В Болгарии прекрасно осознавали ограниченность образовательной модели Экзархата. В итоге осенью 1905 г., в разгар реализации австро-российской Мюрцштегской программы реформ в Македонии, болгарское правительство выступило с широкой программой модернизации (реформирования) экзархийской системы школьной подготовки (к слову сказать, это был далеко не первый пример вполне хозяйского поведения болгарских властей по отношению к европейским вилайетам Турции).

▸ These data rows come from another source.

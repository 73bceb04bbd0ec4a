//! This module provides functionality to download and cache `repodata.json` from a remote location.

use std::path::PathBuf;
use tracing::instrument;
use url::Url;

use super::{CachedData, FetchError, Options, ProgressFunc, Variant};

/// dpcs
pub type FetchRepoDataOptions = Options<RepoDataVariant>;

/// Defines which type of repodata.json file to download. Usually you want to use the
/// [`Variant::AfterPatches`] variant because that reflects the repodata with any patches applied.
#[derive(Default, Copy, Clone, Debug, PartialEq, Eq)]
pub enum RepoDataVariant {
    /// Fetch the `repodata.json` file. This `repodata.json` has repodata patches applied. Packages
    /// may have also been removed from this file (yanked).
    #[default]
    AfterPatches,

    /// Fetch the `repodata_from_packages.json` file. This file contains all packages with the
    /// information extracted from their index.json file. This file is not patched and contains all
    /// packages ever uploaded.
    ///
    /// Note that this file is not available for all channels. This only seems to be available for
    /// the conda-forge and bioconda channels on anaconda.org.
    FromPackages,

    /// Fetch `current_repodata.json` file. This file contains only the latest version of each
    /// package.
    ///
    /// Note that this file is not available for all channels. This only seems to be available for
    /// the conda-forge and bioconda channels on anaconda.org.
    Current,
}

impl Variant for RepoDataVariant {
    fn file_name(&self) -> &'static str {
        match self {
            RepoDataVariant::AfterPatches => "repodata.json",
            RepoDataVariant::FromPackages => "repodata_from_packages.json",
            RepoDataVariant::Current => "current_repodata.json",
        }
    }
}

/// Fetch the repodata.json file for the given subdirectory. The result is cached on disk using the
/// HTTP cache headers returned from the server.
///
/// The successful result of this function also returns a lockfile which ensures that both the state
/// and the repodata that is pointed to remain in sync. However, not releasing the lockfile (by
/// dropping it) could block other threads and processes, it is therefore advisable to release it as
/// quickly as possible.
///
/// This method implements several different methods to download the repodata.json file from the
/// remote:
///
/// * If a `repodata.json.zst` file is available in the same directory that file is downloaded
///   and decompressed.
/// * If a `repodata.json.bz2` file is available in the same directory that file is downloaded
///   and decompressed.
/// * Otherwise the regular `repodata.json` file is downloaded.
///
/// The checks to see if a `.zst` and/or `.bz2` file exist are performed by doing a HEAD request to
/// the respective URLs. The result of these are cached.
#[instrument(err, skip_all, fields(subdir_url, cache_path = %cache_path.display()))]
pub async fn fetch_repo_data(
    subdir_url: Url,
    client: reqwest_middleware::ClientWithMiddleware,
    cache_path: PathBuf,
    options: FetchRepoDataOptions,
    progress: Option<ProgressFunc>,
) -> Result<CachedData, FetchError> {
    super::_fetch_data(subdir_url, client, cache_path, options, progress).await
}
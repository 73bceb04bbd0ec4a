//! Integration tests for minimum package age filtering.
//!
//! These tests verify that the `min_age` configuration correctly filters out
//! packages that have been published too recently, helping reduce the risk
//! of installing compromised packages.

use rattler_solve::{MinimumAgeConfig, SolverImpl};

use crate::helpers::{PackageBuilder, SolverCase};

/// Creates a repository with packages that have different timestamps.
///
/// - pkg-a 1.0: old package (2020)
/// - pkg-a 2.0: new package (2024)
/// - pkg-b 1.0: old package (2020), depends on pkg-a
fn create_timestamped_repo() -> Vec<rattler_conda_types::RepoDataRecord> {
    vec![
        PackageBuilder::new("pkg-a")
            .version("1.0")
            .timestamp("2020-01-15T12:00:00Z")
            .build(),
        PackageBuilder::new("pkg-a")
            .version("2.0")
            .timestamp("2024-06-15T12:00:00Z")
            .build(),
        PackageBuilder::new("pkg-b")
            .version("1.0")
            .depends(["pkg-a"])
            .timestamp("2020-01-15T12:00:00Z")
            .build(),
        PackageBuilder::new("pkg-b")
            .version("2.0")
            .depends(["pkg-a >=2"])
            .timestamp("2024-06-15T12:00:00Z")
            .build(),
    ]
}

/// Test that min_age filters out packages that are too new.
pub fn solve_min_age_filters_new_packages<T: SolverImpl + Default>() {
    let repo = create_timestamped_repo();

    // 1000 days minimum age - this filters out 2024 packages
    // (from ~Nov 2025, the cutoff would be ~March 2023)
    let min_age = std::time::Duration::from_secs(1000 * 24 * 60 * 60);

    SolverCase::new("min_age filters new packages")
        .repository(repo)
        .specs(["pkg-a"])
        .min_age(MinimumAgeConfig::new(min_age))
        .expect_present([("pkg-a", "1.0")])
        .expect_absent([("pkg-a", "2.0")])
        .run::<T>();
}

/// Test that packages can be exempted from min_age filtering.
pub fn solve_min_age_with_exemption<T: SolverImpl + Default>() {
    let repo = create_timestamped_repo();

    // 1000 days minimum age - would normally filter out 2024 packages
    let min_age = std::time::Duration::from_secs(1000 * 24 * 60 * 60);

    // But we exempt "pkg-a" from the filter
    let config = MinimumAgeConfig::new(min_age).with_exempt_package("pkg-a".parse().unwrap());

    SolverCase::new("min_age with exemption")
        .repository(repo)
        .specs(["pkg-a"])
        .min_age(config)
        .expect_present([("pkg-a", "2.0")]) // Gets latest because it's exempt
        .run::<T>();
}

/// Test that min_age applies to dependencies as well.
pub fn solve_min_age_with_dependencies<T: SolverImpl + Default>() {
    let repo = create_timestamped_repo();

    // 1000 days minimum age - filters out 2024 packages
    let min_age = std::time::Duration::from_secs(1000 * 24 * 60 * 60);

    SolverCase::new("min_age with dependencies")
        .repository(repo)
        .specs(["pkg-b"])
        .min_age(MinimumAgeConfig::new(min_age))
        // pkg-b 2.0 requires pkg-a >=2, but pkg-a 2.0 is too new
        // So we should get pkg-b 1.0 and pkg-a 1.0
        .expect_present([("pkg-b", "1.0"), ("pkg-a", "1.0")])
        .expect_absent([("pkg-b", "2.0"), ("pkg-a", "2.0")])
        .run::<T>();
}

/// Test that exemptions work correctly with dependencies.
pub fn solve_min_age_exempt_dependency<T: SolverImpl + Default>() {
    let repo = create_timestamped_repo();

    // 1000 days minimum age
    let min_age = std::time::Duration::from_secs(1000 * 24 * 60 * 60);

    // Exempt pkg-a but not pkg-b
    let config = MinimumAgeConfig::new(min_age).with_exempt_package("pkg-a".parse().unwrap());

    SolverCase::new("min_age exempt dependency")
        .repository(repo)
        .specs(["pkg-b"])
        .min_age(config)
        // pkg-b 2.0 is too new and not exempt, so we get pkg-b 1.0
        // pkg-a is exempt, but pkg-b 1.0 only requires "pkg-a" (any version)
        // so the solver can choose either pkg-a 1.0 or 2.0
        .expect_present(["pkg-b"])
        .expect_absent([("pkg-b", "2.0")])
        .run::<T>();
}

/// Test that packages without timestamps are excluded by default.
pub fn solve_min_age_excludes_unknown_timestamp<T: SolverImpl + Default>() {
    let repo = vec![
        PackageBuilder::new("pkg-no-ts")
            .version("1.0")
            // No timestamp set - should be filtered by default
            .build(),
        PackageBuilder::new("pkg-old")
            .version("1.0")
            .timestamp("2020-01-15T12:00:00Z")
            .build(),
    ];

    // 1000 days minimum age
    let min_age = std::time::Duration::from_secs(1000 * 24 * 60 * 60);

    SolverCase::new("min_age excludes unknown timestamp by default")
        .repository(repo)
        .specs(["pkg-old"])
        .min_age(MinimumAgeConfig::new(min_age))
        // pkg-old should be available (has old timestamp)
        // pkg-no-ts is not requested but would be excluded if it were
        .expect_present(["pkg-old"])
        .run::<T>();
}

/// Test that packages without timestamps can be included with the option.
pub fn solve_min_age_include_unknown_timestamp<T: SolverImpl + Default>() {
    let repo = vec![
        PackageBuilder::new("pkg-no-ts")
            .version("1.0")
            // No timestamp set
            .build(),
        PackageBuilder::new("pkg-old")
            .version("1.0")
            .timestamp("2020-01-15T12:00:00Z")
            .build(),
    ];

    // 1000 days minimum age
    let min_age = std::time::Duration::from_secs(1000 * 24 * 60 * 60);

    SolverCase::new("min_age with include_unknown_timestamp")
        .repository(repo)
        .specs(["pkg-no-ts", "pkg-old"])
        .min_age(MinimumAgeConfig::new(min_age).with_include_unknown_timestamp(true))
        // Both packages should be available:
        // - pkg-no-ts has no timestamp but we explicitly include unknown timestamps
        // - pkg-old has an old timestamp so it passes the filter
        .expect_present(["pkg-no-ts", "pkg-old"])
        .run::<T>();
}
//! File-reading collaborator: slurp a whole file, parse it, drop the buffer.
use std::path::Path;

use crate::{error::ParseError, options::ParserOptions, parser, value::Node};

/// Reads a whole file into memory and parses it as one JSON document with
/// default [`ParserOptions`].
///
/// The read buffer is released when this returns, whatever the outcome.
///
/// # Errors
///
/// Open/read failures surface as [`ErrorKind::Io`]; everything else is a
/// parse failure as for [`parse`].
///
/// [`ErrorKind::Io`]: crate::ErrorKind::Io
/// [`parse`]: crate::parse
pub fn parse_file<P: AsRef<Path>>(path: P) -> Result<Node, ParseError> {
    parse_file_with_options(path, ParserOptions::default())
}

/// Reads a whole file into memory and parses it as one JSON document with
/// explicit [`ParserOptions`].
///
/// # Errors
///
/// As for [`parse_file`].
pub fn parse_file_with_options<P: AsRef<Path>>(
    path: P,
    options: ParserOptions,
) -> Result<Node, ParseError> {
    let path = path.as_ref();
    let bytes = std::fs::read(path).map_err(ParseError::io)?;
    log::debug!("read {} bytes from {}", bytes.len(), path.display());
    parser::parse_with_options(&bytes, options)
}
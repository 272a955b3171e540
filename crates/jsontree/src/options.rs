//! Parser configuration.

/// Configuration knobs for [`parse_with_options`].
///
/// Both limits are resource ceilings; crossing either fails the parse with
/// [`ErrorKind::Capacity`].
///
/// # Examples
///
/// ```rust
/// use jsontree::{ParserOptions, parse_with_options};
///
/// let options = ParserOptions {
///     max_string_len: 32,
///     ..Default::default()
/// };
/// assert!(parse_with_options(br#"{"k": "short"}"#, options).is_ok());
/// ```
///
/// [`parse_with_options`]: crate::parse_with_options
/// [`ErrorKind::Capacity`]: crate::ErrorKind::Capacity
#[derive(Debug, Clone, Copy)]
pub struct ParserOptions {
    /// Ceiling on the decoded length of any key or string value, in bytes.
    /// A decoded string must stay strictly below this value.
    ///
    /// # Default
    ///
    /// `256`
    pub max_string_len: usize,

    /// Ceiling on container nesting depth. The top-level container sits at
    /// depth zero; opening a container at this depth fails the parse, which
    /// bounds recursion on pathologically deep input.
    ///
    /// # Default
    ///
    /// `128`
    pub max_depth: usize,
}

impl Default for ParserOptions {
    fn default() -> Self {
        Self {
            max_string_len: 256,
            max_depth: 128,
        }
    }
}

Экзархийская школа в Македонии и Фракии, согласно проекту, утвержденному Министерским советом, должна была, учитывая новые условия и требования времени, не только заботиться о национальном воспитании молодых болгар, но и обеспечить их профессиональную конкурентоспособность с представителями иных христианских народов Османской империи и самими турками. Документ призывал «дать возможность нашему народу глубже проникнуть во все сферы жизни и тем самым занять в Турции то политическое и социальное положение, которое соответствует его численности и которое могло бы служить средством достижения нами более широких целей»{187}. Мюрцштегское реформирование, навязанное великими державами Турции после Ильинденского восстания 1903 г., и предусматривавшее реальное уравнение в правах мусульман и христиан, как и определенную степень местного самоуправления, казалось, содержало в себе условия для всего вышесказанного. Под «более широкими целями», безусловно, подразумевалась постепенная автономизация Македонии, в управлении которой местная болгарская элита должна была занять ключевые позиции.
Говоря более точно, программа болгарского правительства, адресованная экзарху, предусматривала учреждение в Македонии и Фракии под эгидой экзархийских учебных заведений профессиональных сельскохозяйственных (земледельческих) и коммерческих (торговых) курсов и особенно курса т. н. административно-юридической подготовки с углубленным изучением турецкого языка. Причем для реализации данного проекта правительство изъявило готовность незамедлительно выделить необходимые финансовые средства с тем лишь условием, что контроль за их расходованием будут осуществлять специальные доверенные лица, которые войдут в экзархийский Учебный совет{188}.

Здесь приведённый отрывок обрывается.